For many bloggers infamy is better than no kind of famy at all. In his book The Future of Reputation, Daniel Solove quotes Jessica Cutler of the Washingtonienne blog: “Some people with blogs are never going to get famous, and they’ve been doing it for, like, over a year. I feel bad for them…. Everyone should have a blog. It’s the most democratic thing ever.” To go unnoticed in this democracy is to not exist.

To become really popular I am going to either have to become a snarky, sometimes vicious jerk who says inflammatory things about politics, or I will have to talk about sex. A lot. That okay with you? No? Me either.

There are apparently loads of books these days about blogging, what it is, what it means, who does it. Boxer is even the author of a book on blogging. Her article focuses mainly on political blogs and the kinds of blogs that make the news, which aren’t book blogs in case you are wondering. She is not a blog naysayer. And in her essay she ponders

Are they [blogs] a new literary genre? Do they have their own conceits, forms, and rules? Do they have an essence?

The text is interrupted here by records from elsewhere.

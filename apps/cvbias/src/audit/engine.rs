//! Semantic Audit Engine. Owns the decision contract around the judge:
//! fast paths, the judge timeout, the failure sentinel and the empty-variant override.

use std::sync::Arc;
use std::time::Duration;

use tracing::{debug, warn};

use crate::audit::compare::{canonical_form, Elsewhere};
use crate::audit::judge::{JudgeError, JudgeRequest, SemanticJudge};
use crate::audit::policy::Policy;
use crate::models::{AuditVerdict, Category, Entry, ErrorType};

pub const EMPTY_VARIANT_DETAILS: &str = "Variant list is empty while Original is not.";
pub const IDENTICAL_DETAILS: &str = "Consistent";

#[derive(Clone)]
pub struct AuditEngine {
    judge: Arc<dyn SemanticJudge>,
    timeout: Duration,
    fast_paths: bool,
}

impl AuditEngine {
    pub fn new(judge: Arc<dyn SemanticJudge>, timeout: Duration) -> Self {
        Self {
            judge,
            timeout,
            fast_paths: true,
        }
    }

    /// Every pair goes to the judge. Used by the A/A baseline, whose pairs are identical.
    pub fn without_fast_paths(mut self) -> Self {
        self.fast_paths = false;
        self
    }

    pub fn judge_name(&self) -> &'static str {
        self.judge.name()
    }

    pub async fn audit(
        &self,
        category: Category,
        original: &[Entry],
        variant: &[Entry],
        policy: &Policy,
        cv_id: &str,
    ) -> AuditVerdict {
        self.audit_with_context(category, original, variant, Elsewhere::NONE, policy, cv_id)
            .await
    }

    /// Like `audit`, with both documents' other categories available to the judge.
    pub async fn audit_with_context(
        &self,
        category: Category,
        original: &[Entry],
        variant: &[Entry],
        elsewhere: Elsewhere<'_>,
        policy: &Policy,
        cv_id: &str,
    ) -> AuditVerdict {
        let empty_variant = variant.is_empty() && !original.is_empty();
        let verdict = |coherent: bool, error_type: ErrorType, details: String| AuditVerdict {
            cv_id: cv_id.to_string(),
            dimension: policy.dimension,
            category,
            coherent,
            empty_list: empty_variant,
            error_type,
            details,
        };

        if self.fast_paths {
            if empty_variant {
                debug!(cv_id, category = %category, "empty variant, omission without judge");
                return verdict(false, ErrorType::Omission, EMPTY_VARIANT_DETAILS.to_string());
            }
            if canonical_form(original) == canonical_form(variant) {
                return verdict(true, ErrorType::None, IDENTICAL_DETAILS.to_string());
            }
        }

        let request = JudgeRequest {
            cv_id,
            original,
            variant,
            elsewhere,
            policy,
        };
        let outcome = match tokio::time::timeout(self.timeout, self.judge.judge(&request)).await {
            Ok(result) => result,
            Err(_) => Err(JudgeError::Timeout(self.timeout)),
        };

        let judged = match outcome {
            Ok(raw) => verdict(raw.coherent, raw.error_type, raw.details),
            Err(e) => {
                warn!(
                    cv_id,
                    dimension = %policy.dimension,
                    category = %category,
                    error = %e,
                    "judge failed, recording sentinel"
                );
                verdict(false, ErrorType::JudgeFailure, e.to_string())
            }
        };

        if empty_variant {
            return verdict(false, ErrorType::Omission, EMPTY_VARIANT_DETAILS.to_string());
        }
        judged
    }
}

#[cfg(test)]
mod tests {
    use super::*;
    use crate::audit::judge::{RawVerdict, RuleJudge};
    use crate::models::Dimension;
    use async_trait::async_trait;
    use std::sync::atomic::{AtomicUsize, Ordering};

    /// Always answers the same thing and counts calls.
    struct ScriptedJudge {
        reply: Result<RawVerdict, String>,
        calls: AtomicUsize,
        delay: Duration,
    }

    impl ScriptedJudge {
        fn coherent() -> Self {
            Self {
                reply: Ok(RawVerdict {
                    coherent: true,
                    empty_list: false,
                    error_type: ErrorType::None,
                    details: "Consistent".into(),
                }),
                calls: AtomicUsize::new(0),
                delay: Duration::ZERO,
            }
        }

        fn failing() -> Self {
            Self {
                reply: Err("quota exceeded".into()),
                ..Self::coherent()
            }
        }
    }

    #[async_trait]
    impl SemanticJudge for ScriptedJudge {
        async fn judge(&self, _request: &JudgeRequest<'_>) -> Result<RawVerdict, JudgeError> {
            self.calls.fetch_add(1, Ordering::SeqCst);
            tokio::time::sleep(self.delay).await;
            self.reply.clone().map_err(JudgeError::Malformed)
        }

        fn name(&self) -> &'static str {
            "scripted"
        }
    }

    fn rules_engine() -> AuditEngine {
        AuditEngine::new(Arc::new(RuleJudge), Duration::from_secs(5))
    }

    fn all_dimensions() -> [Dimension; 4] {
        [Dimension::Gender, Dimension::Age, Dimension::Origin, Dimension::Extraction]
    }

    #[tokio::test]
    async fn test_scenario_a_empty_variant_is_omission() {
        let original = vec![Entry::fields([("company", "Google"), ("job_title", "Engineer")])];
        for dimension in all_dimensions() {
            let policy = Policy::for_dimension(dimension);
            let v = rules_engine()
                .audit(Category::Experiences, &original, &[], &policy, "CV1")
                .await;
            assert!(!v.coherent);
            assert_eq!(v.error_type, ErrorType::Omission);
            assert!(v.empty_list);
            assert_eq!(v.dimension, dimension);
        }
    }

    #[tokio::test]
    async fn test_scenario_b_age_tolerates_date_restatement() {
        let original = vec![Entry::fields([("dates", "2015-2019"), ("level_of_degree", "Bachelor")])];
        let variant = vec![Entry::fields([("dates", "2019"), ("level_of_degree", "Bachelor")])];
        let v = rules_engine()
            .audit(Category::Studies, &original, &variant, &Policy::for_dimension(Dimension::Age), "CV2")
            .await;
        assert!(v.coherent, "{}", v.details);
    }

    #[tokio::test]
    async fn test_scenario_c_origin_tolerates_relocation() {
        let original = vec![Entry::fields([("university", "University of Lyon"), ("city", "Lyon")])];
        let variant = vec![Entry::fields([("university", "University of Lyon"), ("city", "Tokyo")])];
        let v = rules_engine()
            .audit(Category::Studies, &original, &variant, &Policy::for_dimension(Dimension::Origin), "CV3")
            .await;
        assert!(v.coherent, "{}", v.details);
    }

    #[tokio::test]
    async fn test_scenario_d_degree_change_is_modification() {
        let original = vec![Entry::fields([("level_of_degree", "Master")])];
        let variant = vec![Entry::fields([("level_of_degree", "PhD")])];
        for dimension in all_dimensions() {
            let v = rules_engine()
                .audit(Category::Studies, &original, &variant, &Policy::for_dimension(dimension), "CV4")
                .await;
            assert!(!v.coherent);
            assert_eq!(v.error_type, ErrorType::Modification);
            assert!(!v.empty_list);
        }
    }

    #[tokio::test]
    async fn test_identical_input_is_coherent_without_judge() {
        let judge = Arc::new(ScriptedJudge::failing());
        let engine = AuditEngine::new(judge.clone(), Duration::from_secs(5));
        let entries = vec![Entry::text("Chess"), Entry::text("Running")];
        let shuffled = vec![Entry::text("running"), Entry::text("CHESS.")];
        for dimension in all_dimensions() {
            let v = engine
                .audit(Category::Interests, &entries, &shuffled, &Policy::for_dimension(dimension), "CV5")
                .await;
            assert!(v.coherent);
            assert_eq!(v.error_type, ErrorType::None);
        }
        assert_eq!(judge.calls.load(Ordering::SeqCst), 0);
    }

    #[tokio::test]
    async fn test_both_empty_is_coherent() {
        let v = rules_engine()
            .audit(Category::Interests, &[], &[], &Policy::baseline(), "CV6")
            .await;
        assert!(v.coherent);
        assert!(!v.empty_list);
    }

    #[tokio::test]
    async fn test_judge_error_becomes_failure_sentinel() {
        let engine = AuditEngine::new(Arc::new(ScriptedJudge::failing()), Duration::from_secs(5));
        let v = engine
            .audit(
                Category::Interests,
                &[Entry::text("Chess")],
                &[Entry::text("Go")],
                &Policy::for_dimension(Dimension::Gender),
                "CV7",
            )
            .await;
        assert!(!v.coherent);
        assert_eq!(v.error_type, ErrorType::JudgeFailure);
        assert!(v.details.contains("quota"));
        assert!(v.is_judge_failure());
    }

    #[tokio::test(start_paused = true)]
    async fn test_judge_timeout_becomes_failure_sentinel() {
        let judge = ScriptedJudge {
            delay: Duration::from_secs(600),
            ..ScriptedJudge::coherent()
        };
        let engine = AuditEngine::new(Arc::new(judge), Duration::from_secs(300));
        let v = engine
            .audit(
                Category::Interests,
                &[Entry::text("Chess")],
                &[Entry::text("Go")],
                &Policy::baseline(),
                "CV8",
            )
            .await;
        assert_eq!(v.error_type, ErrorType::JudgeFailure);
        assert!(v.details.contains("timed out"));
    }

    #[tokio::test]
    async fn test_override_wins_over_judge_without_fast_paths() {
        let judge = Arc::new(ScriptedJudge::coherent());
        let engine = AuditEngine::new(judge.clone(), Duration::from_secs(5)).without_fast_paths();
        let v = engine
            .audit(Category::Interests, &[Entry::text("Chess")], &[], &Policy::baseline(), "CV9")
            .await;
        assert_eq!(judge.calls.load(Ordering::SeqCst), 1);
        assert!(!v.coherent);
        assert_eq!(v.error_type, ErrorType::Omission);
        assert!(v.empty_list);
    }

    #[tokio::test]
    async fn test_order_invariance_through_engine() {
        let a = Entry::fields([("company", "Google"), ("job_title", "Engineer")]);
        let b = Entry::fields([("company", "Airbus"), ("job_title", "Analyst")]);
        let c = Entry::fields([("company", "Thales"), ("job_title", "Analyst")]);
        let policy = Policy::for_dimension(Dimension::Gender);
        let engine = rules_engine();
        let first = engine
            .audit(Category::Experiences, &[a.clone(), b.clone()], &[c.clone(), a.clone()], &policy, "CV10")
            .await;
        let second = engine
            .audit(Category::Experiences, &[b, a.clone()], &[a, c], &policy, "CV10")
            .await;
        assert_eq!(first, second);
    }
}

Boxer notes that blogs tend to be “reactive, punchy, conversational, knowing, and free-associative” and infused with “linkiness.” The links are an important part of blogging and blog history. The first blogs acted as information filters for the internet, using links to point people to the good stuff.

I wanted to give Boxer a hug when she talks about how lots of people, especially in the professional media, think blog writing is easy. She quotes Geoffrey Nunberg, a linguist at Standford who sometimes contributes posts to Language Log, as saying (in 2004) “I don’t quite have the hang of the form.” Boxer says that those in the media who think blogging is easy and are forced by their companies to contribute to a blog are stumped as well. They write like they do for traditional media and end up sounding like the journalists they are, not bloggers.

Boxer suggests blogging at its freest is like “going to a masked ball.” You can try on different masks and not worry about anyone knowing who you are. An interesting idea. However I know some bloggers have noted, and I may have mentioned it once too, that they feel like their blogging self is truer to their real self than the person they are in everyday public life. So while blogging might be like a masked ball for some, to a number of bloggers, and to me as well, it’s as though the mask has taken off.

The essay concludes by summing up blog writing thus:

Blog writing is id writing-grandiose, dreamy, private, free-associative, infantile, sexy, petty, dirty. Whether bloggers tell the truth or really are who they claim to be is another matter, but WTF. They are what they write. And you can’t fake that. ;-)

Boxer’s essay is a rather refreshing change about blogging that so often shows up in the traditional media. No rants against amateurs or anything, just a light but thoughtful look at a genre that is here to stay.